--- About this exercise ---
For the records below, say how many lines contain the string "compiled". Give no other text.

--- Information given ---

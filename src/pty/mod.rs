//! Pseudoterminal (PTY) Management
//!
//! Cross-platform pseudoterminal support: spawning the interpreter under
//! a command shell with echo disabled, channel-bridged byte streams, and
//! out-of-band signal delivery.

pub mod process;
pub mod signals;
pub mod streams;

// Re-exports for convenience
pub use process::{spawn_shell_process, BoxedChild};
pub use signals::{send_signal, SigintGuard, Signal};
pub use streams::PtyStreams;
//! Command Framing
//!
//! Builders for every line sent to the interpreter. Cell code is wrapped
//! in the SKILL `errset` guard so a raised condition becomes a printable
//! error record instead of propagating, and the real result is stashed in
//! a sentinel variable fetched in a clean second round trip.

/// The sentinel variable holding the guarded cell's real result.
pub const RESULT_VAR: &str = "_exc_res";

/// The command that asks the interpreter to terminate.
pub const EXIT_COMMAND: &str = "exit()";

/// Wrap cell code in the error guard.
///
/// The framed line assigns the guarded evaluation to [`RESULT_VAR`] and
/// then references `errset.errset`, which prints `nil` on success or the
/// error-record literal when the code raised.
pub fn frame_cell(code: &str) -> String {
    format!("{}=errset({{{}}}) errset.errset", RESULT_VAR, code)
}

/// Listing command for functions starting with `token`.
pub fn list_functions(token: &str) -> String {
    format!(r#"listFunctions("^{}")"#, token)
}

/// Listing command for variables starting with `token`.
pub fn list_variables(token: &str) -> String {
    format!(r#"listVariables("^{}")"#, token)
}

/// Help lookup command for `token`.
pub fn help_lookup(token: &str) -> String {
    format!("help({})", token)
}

---
--- Information given ---

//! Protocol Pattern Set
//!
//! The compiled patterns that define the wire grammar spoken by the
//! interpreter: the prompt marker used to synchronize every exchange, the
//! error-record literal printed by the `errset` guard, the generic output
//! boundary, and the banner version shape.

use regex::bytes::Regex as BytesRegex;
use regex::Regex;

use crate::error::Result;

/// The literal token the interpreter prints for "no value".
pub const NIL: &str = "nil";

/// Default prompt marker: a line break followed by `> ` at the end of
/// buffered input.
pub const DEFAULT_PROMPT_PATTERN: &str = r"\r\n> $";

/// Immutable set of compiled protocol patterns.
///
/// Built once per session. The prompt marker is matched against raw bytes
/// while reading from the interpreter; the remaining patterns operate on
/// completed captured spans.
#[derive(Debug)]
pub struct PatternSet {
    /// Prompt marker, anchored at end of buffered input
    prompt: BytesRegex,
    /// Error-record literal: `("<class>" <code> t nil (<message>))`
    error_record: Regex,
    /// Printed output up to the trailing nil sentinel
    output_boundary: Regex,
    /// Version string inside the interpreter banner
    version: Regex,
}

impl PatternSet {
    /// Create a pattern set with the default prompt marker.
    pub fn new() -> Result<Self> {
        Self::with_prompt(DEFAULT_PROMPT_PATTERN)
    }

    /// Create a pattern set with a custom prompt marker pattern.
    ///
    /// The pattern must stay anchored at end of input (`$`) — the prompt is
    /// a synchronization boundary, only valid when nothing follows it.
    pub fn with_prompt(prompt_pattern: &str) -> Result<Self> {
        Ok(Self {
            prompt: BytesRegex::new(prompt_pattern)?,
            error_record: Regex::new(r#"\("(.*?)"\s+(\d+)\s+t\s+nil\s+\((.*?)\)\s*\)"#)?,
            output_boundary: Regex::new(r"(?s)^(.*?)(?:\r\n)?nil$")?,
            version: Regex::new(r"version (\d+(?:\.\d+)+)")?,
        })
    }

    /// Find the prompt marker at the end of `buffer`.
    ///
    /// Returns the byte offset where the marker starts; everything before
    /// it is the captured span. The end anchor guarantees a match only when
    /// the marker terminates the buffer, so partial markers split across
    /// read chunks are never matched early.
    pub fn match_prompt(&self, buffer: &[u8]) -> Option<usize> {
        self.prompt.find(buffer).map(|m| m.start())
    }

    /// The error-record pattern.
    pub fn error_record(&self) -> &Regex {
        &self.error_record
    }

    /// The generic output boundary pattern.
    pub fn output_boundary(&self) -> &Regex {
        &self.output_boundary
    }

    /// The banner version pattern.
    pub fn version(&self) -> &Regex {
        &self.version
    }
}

---

--- Solution for this exercise ---
2